In Fine Fettle: Soul food and the subtle language of needs

By Ammi Midstokke
Reader Health Columnist

Some days, I’m just hungry. I can’t quite figure out what it is for, although cookie dough usually does the trick. It isn’t that I wake up thinking I have a cookie-dough deficiency. In fact, nowhere in science can I find any studies on the dangers of such deficiencies.

Ammi Midstokke.

The thing about listening to the needs of our bodies is that they are often subtle, or at least drowned out by the noise of everything else shouting at us, from bank deposits to be made, kids to get to school, oil changes, dinner recipes, appointments and that nagging injury we keep trying to ignore.

The subtle language of our bodies is quiet until it is not quiet anymore (disease, stroke, moving up a pant size). And if we listen closely, I don’t think it is actually asking for raw sugar, butter, and eggs by the tablespoon.

Many an author has explored the connection between emotion and food. There is even a book that suggests the type of food we crave has to do with an emotional craving: spicy food means we’re craving more “excitement” in our lives (or perhaps a logistically simplified version of colonics).

I actually woke up and ate salad. Not surprisingly, this apparently did not satisfy my body’s needs for the day. I tried several cups of coffee as I wandered around the house waffling between a knitting project, photo editing, and feeding my toddler nephew crayons as he was halfway through the box already.

Everything felt… empty.

Eating raw cookie dough definitely resolves that issue.

Commence cookie baking project. Mind you, I’m visiting my brother in California, and his baking cabinet has ingredients older than the two of us combined (leftover from an ex-girlfriend, no doubt). I baked some cookies with a random concoction of ingredients. Baking is chemistry more than anything, but I didn’t need them to rise or stick together. Once they were baked, I probably wouldn’t eat any. It was the dough I was after.

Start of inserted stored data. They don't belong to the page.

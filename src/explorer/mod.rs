pub mod cache;
pub mod client;
pub mod error;
pub mod rate_limiter;
pub mod retry;
pub mod transport;
pub mod types;

#[cfg(test)]
pub(crate) mod testing;

pub use cache::ResponseCache;
pub use client::ExplorerClient;
pub use error::{ExplorerError, RejectionKind};
pub use rate_limiter::RateLimiter;
pub use retry::{RetryConfig, RetryHandler};
pub use transport::{HttpTransport, Transport};
pub use types::{Address, GasPrices, TokenTransfer, Transaction};
use std::collections::{HashMap, HashSet};

use log::{info, warn};
use rust_decimal::Decimal;

use crate::explorer::{Address, ExplorerError, Transaction};

use super::error::WhaleError;
use super::profile::ProfileBuilder;
use super::types::{
    ExchangeFlowEvent, ExchangeFlowReport, FlowDirection, FlowSummary, OperationStep,
    Significance, StepFailure,
};

/// Direction of `tx` relative to `exchange` and the address on the other
/// side. Self transfers, contract creations and failed executions are not
/// flows.
pub fn classify_flow(exchange: &Address, tx: &Transaction) -> Option<(FlowDirection, Address)> {
    let to = tx.to.as_ref()?;
    if tx.is_error || &tx.from == to {
        return None;
    }

    if to == exchange {
        Some((FlowDirection::Deposit, tx.from.clone()))
    } else if &tx.from == exchange {
        Some((FlowDirection::Withdrawal, to.clone()))
    } else {
        None
    }
}

pub fn summarize(events: &[ExchangeFlowEvent]) -> FlowSummary {
    let mut summary = FlowSummary::default();
    let mut exchanges = HashSet::new();

    for event in events {
        exchanges.insert(&event.exchange_address);
        match event.direction {
            FlowDirection::Deposit => {
                summary.deposit_count += 1;
                summary.total_deposits_eth += event.amount_eth;
            }
            FlowDirection::Withdrawal => {
                summary.withdrawal_count += 1;
                summary.total_withdrawals_eth += event.amount_eth;
            }
        }
    }

    summary.net_flow_eth = summary.total_withdrawals_eth - summary.total_deposits_eth;
    summary.active_exchanges = exchanges.len();
    summary
}

pub struct ExchangeFlowTracker<'a> {
    profiles: ProfileBuilder<'a>,
}

impl<'a> ExchangeFlowTracker<'a> {
    pub fn new(profiles: ProfileBuilder<'a>) -> Self {
        Self { profiles }
    }

    pub async fn track(&self, min_amount_eth: Decimal) -> Result<ExchangeFlowReport, WhaleError> {
        let config = self.profiles.config();
        let client = self.profiles.client();

        let mut events = Vec::new();
        let mut failures = Vec::new();
        let mut first_error: Option<ExplorerError> = None;
        let mut scanned = 0;
        let mut tiers = HashMap::new();

        for exchange in self.profiles.registry().exchanges().take(config.exchange_limit) {
            let transactions = match client
                .get_transactions(&exchange.address, None, None, 1, config.exchange_page_size)
                .await
            {
                Ok(transactions) => transactions,
                Err(e) => {
                    warn!("Scan of {} ({}) failed: {}", exchange.label, exchange.address.short(), e);
                    failures.push(StepFailure {
                        step: OperationStep::ScanExchange,
                        address: Some(exchange.address.clone()),
                        message: e.to_string(),
                    });
                    first_error.get_or_insert(e);
                    continue;
                }
            };
            scanned += 1;

            for tx in transactions {
                let amount_eth = tx.value_eth();
                if amount_eth < min_amount_eth {
                    continue;
                }
                let Some((direction, counterparty)) = classify_flow(&exchange.address, &tx) else {
                    continue;
                };
                let counterparty_tier = self
                    .profiles
                    .tier_of(&counterparty, &mut tiers, &mut failures)
                    .await;

                events.push(ExchangeFlowEvent {
                    exchange_address: exchange.address.clone(),
                    exchange_name: exchange.label.clone(),
                    counterparty_label: self.profiles.registry().label(&counterparty).map(str::to_string),
                    counterparty_tier,
                    counterparty,
                    direction,
                    amount_eth,
                    significance: Significance::from_value(amount_eth),
                    transaction: tx,
                });
            }
        }

        if scanned == 0 {
            if let Some(e) = first_error {
                return Err(e.into());
            }
        }

        // A transfer between two tracked exchanges shows up once per side.
        events.sort_by(|a, b| {
            b.transaction
                .block_number
                .cmp(&a.transaction.block_number)
                .then_with(|| b.transaction.timestamp.cmp(&a.transaction.timestamp))
                .then_with(|| a.transaction.hash.cmp(&b.transaction.hash))
        });
        let summary = summarize(&events);

        info!(
            "Tracked {} exchange flows ({} deposits, {} withdrawals, net {} ETH)",
            events.len(),
            summary.deposit_count,
            summary.withdrawal_count,
            summary.net_flow_eth
        );

        Ok(ExchangeFlowReport {
            min_amount_eth,
            events,
            summary,
            failures,
        })
    }
}

#[cfg(test)]
mod tests {
    use super::*;
    use crate::explorer::testing::{envelope, not_ok, reverted, routed, tx_json, wei};
    use crate::whale::types::WhaleTier;
    use crate::whale::registry::{EntityKind, KnownEntityRegistry};
    use crate::whale::testing::{addr, entity, Fixture};
    use alloy_primitives::U256;
    use serde_json::json;

    const HOT_WALLET: &str = "0x28c6c06298d514db089934071355e5743bf21d60";
    const COLD_WALLET: &str = "0xbe0eb53f46cd790cd13851d5eff43d12404d33e8";
    const TRADER: &str = "0x4444444444444444444444444444444444444444";
    const FUND: &str = "0x5555555555555555555555555555555555555555";

    fn transfer(from: &str, to: Option<&str>) -> Transaction {
        Transaction {
            hash: "0xabc".to_string(),
            from: addr(from),
            to: to.map(addr),
            value_wei: U256::from(1u8),
            block_number: 1,
            timestamp: 1,
            gas_used: 21_000,
            gas_price: U256::ZERO,
            is_error: false,
        }
    }

    #[test]
    fn direction_follows_which_side_is_the_exchange() {
        let exchange = addr(HOT_WALLET);

        assert_eq!(
            classify_flow(&exchange, &transfer(TRADER, Some(HOT_WALLET))),
            Some((FlowDirection::Deposit, addr(TRADER)))
        );
        assert_eq!(
            classify_flow(&exchange, &transfer(HOT_WALLET, Some(FUND))),
            Some((FlowDirection::Withdrawal, addr(FUND)))
        );
    }

    #[test]
    fn self_transfers_and_contract_creation_are_skipped() {
        let exchange = addr(HOT_WALLET);
        let mut failed = transfer(TRADER, Some(HOT_WALLET));
        failed.is_error = true;

        assert_eq!(classify_flow(&exchange, &failed), None);

        assert_eq!(classify_flow(&exchange, &transfer(HOT_WALLET, Some(HOT_WALLET))), None);
        assert_eq!(classify_flow(&exchange, &transfer(HOT_WALLET, None)), None);
        assert_eq!(classify_flow(&exchange, &transfer(TRADER, Some(FUND))), None);
    }

    #[tokio::test(start_paused = true)]
    async fn flows_above_the_minimum_are_reported_newest_first() {
        let registry = KnownEntityRegistry::new([
            entity(HOT_WALLET, "Binance 14", EntityKind::Exchange),
            entity(COLD_WALLET, "Binance 7", EntityKind::Exchange),
            entity(FUND, "Some Fund", EntityKind::Other),
        ]);
        let transport = routed(|action, address| match (action, address) {
            ("txlist", HOT_WALLET) => envelope(json!([
                tx_json("0xf1", TRADER, Some(HOT_WALLET), 750, 300, 1_700_003_000),
                tx_json("0xf2", HOT_WALLET, Some(FUND), 2_000, 290, 1_700_002_900),
                tx_json("0xf3", TRADER, Some(HOT_WALLET), 499, 280, 1_700_002_800),
                tx_json("0xf4", HOT_WALLET, Some(HOT_WALLET), 900, 270, 1_700_002_700),
                tx_json("0xf5", HOT_WALLET, None, 900, 260, 1_700_002_600),
            ])),
            ("txlist", COLD_WALLET) => envelope(json!([
                tx_json("0xf6", COLD_WALLET, Some(TRADER), 500, 295, 1_700_002_950),
                reverted(tx_json("0xf7", TRADER, Some(COLD_WALLET), 8_000, 299, 1_700_002_990)),
            ])),
            ("balance", TRADER) => envelope(json!(wei(1_200))),
            ("balance", FUND) => envelope(json!(wei(15_000))),
            _ => not_ok("No transactions found", json!([])),
        });
        let fixture = Fixture::new(transport, registry);
        let tracker = ExchangeFlowTracker::new(fixture.profiles());

        let report = tracker.track(Decimal::new(500, 0)).await.unwrap();

        let hashes: Vec<_> = report.events.iter().map(|e| e.transaction.hash.as_str()).collect();
        assert_eq!(hashes, vec!["0xf1", "0xf6", "0xf2"]);
        assert!(report.events.iter().all(|e| e.amount_eth >= Decimal::new(500, 0)));

        assert_eq!(report.events[0].direction, FlowDirection::Deposit);
        assert_eq!(report.events[0].counterparty, addr(TRADER));
        assert_eq!(report.events[0].counterparty_tier, Some(WhaleTier::LargeWhale));
        assert_eq!(report.events[0].counterparty_label, None);
        assert_eq!(report.events[1].direction, FlowDirection::Withdrawal);
        assert_eq!(report.events[1].exchange_name, "Binance 7");
        assert_eq!(report.events[2].significance, Significance::Major);
        assert_eq!(report.events[2].counterparty_tier, Some(WhaleTier::MegaWhale));
        assert_eq!(report.events[2].counterparty_label.as_deref(), Some("Some Fund"));
        assert!(report.failures.is_empty());

        assert_eq!(report.summary.deposit_count, 1);
        assert_eq!(report.summary.withdrawal_count, 2);
        assert_eq!(report.summary.total_deposits_eth, Decimal::new(750, 0));
        assert_eq!(report.summary.total_withdrawals_eth, Decimal::new(2_500, 0));
        assert_eq!(report.summary.net_flow_eth, Decimal::new(1_750, 0));
        assert_eq!(report.summary.active_exchanges, 2);
    }

    #[tokio::test(start_paused = true)]
    async fn exchange_failures_travel_with_partial_results() {
        let registry = KnownEntityRegistry::new([
            entity(HOT_WALLET, "Binance 14", EntityKind::Exchange),
            entity(COLD_WALLET, "Binance 7", EntityKind::Exchange),
        ]);
        let transport = routed(|action, address| match (action, address) {
            ("txlist", HOT_WALLET) => not_ok("NOTOK", json!("Query Timeout occured. Please select a smaller result dataset")),
            ("txlist", COLD_WALLET) => envelope(json!([
                tx_json("0xf6", COLD_WALLET, Some(TRADER), 600, 295, 1_700_002_950),
            ])),
            ("balance", _) => envelope(json!("0")),
            _ => not_ok("No transactions found", json!([])),
        });
        let fixture = Fixture::new(transport, registry);
        let tracker = ExchangeFlowTracker::new(fixture.profiles());

        let report = tracker.track(Decimal::new(500, 0)).await.unwrap();

        assert_eq!(report.events.len(), 1);
        assert_eq!(report.failures.len(), 1);
        assert_eq!(report.failures[0].step, OperationStep::ScanExchange);
        assert_eq!(report.failures[0].address, Some(addr(HOT_WALLET)));
    }

    #[tokio::test(start_paused = true)]
    async fn counterparty_that_cannot_be_classified_is_recorded_once() {
        let registry = KnownEntityRegistry::new([entity(HOT_WALLET, "Binance 14", EntityKind::Exchange)]);
        let transport = routed(|action, address| match (action, address) {
            ("txlist", HOT_WALLET) => envelope(json!([
                tx_json("0xf1", TRADER, Some(HOT_WALLET), 750, 300, 1_700_003_000),
                tx_json("0xf2", HOT_WALLET, Some(TRADER), 600, 299, 1_700_002_990),
            ])),
            ("balance", TRADER) => not_ok("NOTOK", json!("Error! Invalid address format")),
            _ => not_ok("No transactions found", json!([])),
        });
        let fixture = Fixture::new(transport, registry);
        let tracker = ExchangeFlowTracker::new(fixture.profiles());

        let report = tracker.track(Decimal::new(500, 0)).await.unwrap();

        assert_eq!(report.events.len(), 2);
        assert!(report.events.iter().all(|e| e.counterparty_tier.is_none()));
        assert_eq!(report.failures.len(), 1);
        assert_eq!(report.failures[0].step, OperationStep::Classify);
        assert_eq!(report.failures[0].address, Some(addr(TRADER)));
    }
}
//! URL-path-safe reversible token encoding.
//!
//! This is transport obfuscation only. There is no key and no signature,
//! so anyone who can read this module can mint a token that decodes
//! cleanly; callers must treat decoded payloads as untrusted input and
//! cross-check them against stored records.

use base64::Engine as _;
use base64::engine::general_purpose::URL_SAFE_NO_PAD;

#[derive(Debug, thiserror::Error)]
pub enum DecodeError {
    #[error("token is not valid url-safe base64: {0}")]
    Encoding(#[from] base64::DecodeError),

    #[error("token payload is not valid utf-8")]
    Payload(#[from] std::string::FromUtf8Error),
}

/// Encode arbitrary text as a token safe to embed in a URL path segment.
/// Output uses the url-safe base64 alphabet with trailing padding stripped.
pub fn encode(plaintext: &str) -> String {
    URL_SAFE_NO_PAD.encode(plaintext.as_bytes())
}

/// Exact inverse of [`encode`]: `decode(encode(x)) == x` for every string.
/// Malformed input (wrong alphabet, stray padding, truncated length) is
/// rejected with [`DecodeError`], never a panic.
pub fn decode(token: &str) -> Result<String, DecodeError> {
    let bytes = URL_SAFE_NO_PAD.decode(token.as_bytes())?;
    Ok(String::from_utf8(bytes)?)
}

By the time they were in the oven, I felt rather like a ball of dough myself. My body was still asking for something. I took pause to listen to it. How can you not be satisfied after a half pound of cookie dough? I asked.

I felt like I was in relationship therapy. “I didn’t even ask for cookie dough!” cried my body. “I asked to be nourished. I asked for soul food. Are you even listening to me or are you just scrolling your phone?”

If we look at cookbooks and Pinterest and wax poetic about the creamy, starchy, buttery joys that we often refer to as soul food, is that food actually feeding our souls? I would argue we are trying to use our stomachs to reach parts of our heart that are asking for attention.

Perhaps it is a memory. Baking cookies always reminds me of my grandmother and how she would walk around the kitchen in a flannel shirt with a hand towel draped over her shoulder, touting the merits of margarine. Eating apple cobbler reminds me of Sunday morning snowshoes and coming home to a warm fire with rosy cheeks.

This morning, my body was asking for something quietly, softly nurturing. Some little escape from the motor mind of my Monday morning brain. It was asking for a salad and a walk and sun on its face.

And now that I figured out what it was really asking for, I’m going to take my food-baby of a dough-stuffed belly, and take it for a walk in a space quiet enough that I can hear its other gentle messages.

The next time you’re craving soul food, take a moment to listen to the whispers of your heart. Perhaps you aren’t even deficient in fried chicken or cookie dough like it’s trying to make you think. Maybe a walk and a hug are the equivalent of a Belgian Waffle or better.